Pourquoi le processus, qui s’est échelonné jusqu’en avril 2020, a-t-il avorté ?

« Après une revue diligente qui s’est déroulée sur plusieurs mois, notamment à cause des informations incomplètes ou non disponibles, ce financement ne s’est pas concrétisé », écrit Christian Bourque, responsable du département de restructuration de PwC au Québec qui pilote le redressement de Sélection.

Ce n’est pas la première fois que la gestion des finances de l’entreprise fondée par l’homme d’affaires Réal Bouclin est critiquée. Lorsqu’elle s’est placée sous la protection de la Loi sur les arrangements avec les créanciers des compagnies (LACC), les prêteurs avaient estimé que la désorganisation était généralisée dans ce département.

Lisez « J’en ai fait, des dossiers, je n’ai jamais vu ça »

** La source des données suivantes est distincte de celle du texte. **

use std::path::PathBuf;

use anyhow::Result;
use clap::Args;
use eatsoon::config::Config;
use eatsoon_recipe::{PantryIndex, score_recipe};
use eatsoon_shopping::{MergeOutcome, ShoppingList};
use serde::Serialize;

use super::{SnapshotArgs, print_json};

#[derive(Args, Debug)]
pub struct ShoppingArgs {
    #[command(flatten)]
    pub snapshots: SnapshotArgs,

    /// Recipe id
    #[arg(long)]
    pub recipe_id: String,

    /// Shopping list file, read and written back when given
    #[arg(long)]
    pub list: Option<PathBuf>,
}

#[derive(Serialize)]
struct ShoppingReport<'a> {
    outcome: MergeOutcome,
    items: &'a ShoppingList,
}

pub async fn run(config: Config, args: ShoppingArgs) -> Result<()> {
    let pantry = args.snapshots.load_pantry(&config).await?;
    let recipes = args.snapshots.load_recipes(&config).await?;
    let recipe = eatsoon::catalog::find_recipe(&recipes, &args.recipe_id)?;

    let weights = config.recommendation.weights.to_weights();
    let score = score_recipe(recipe, &PantryIndex::build(&pantry), &weights);

    let mut list = match &args.list {
        Some(path) => eatsoon::catalog::load_shopping_list(path).await?,
        None => ShoppingList::new(),
    };
    let outcome = list.add_missing(&score.missing, &recipe.id);

    if let Some(path) = &args.list {
        eatsoon::catalog::save_shopping_list(path, &list).await?;
        tracing::info!(path = %path.display(), items = list.len(), "shopping list saved");
    }

    print_json(&ShoppingReport {
        outcome,
        items: &list,
    })
}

Le rapport initial de M. Bourque n’avait pas encore été rendu public. Toutefois, l’ordonnance de mise sous scellés concernant ce document a été levée par la Cour supérieure du Québec, plus tôt cette semaine, à la demande des avocats de La Presse. Certaines informations de nature délicate, comme la valeur attribuée à certains actifs de Sélection, demeurent caviardées.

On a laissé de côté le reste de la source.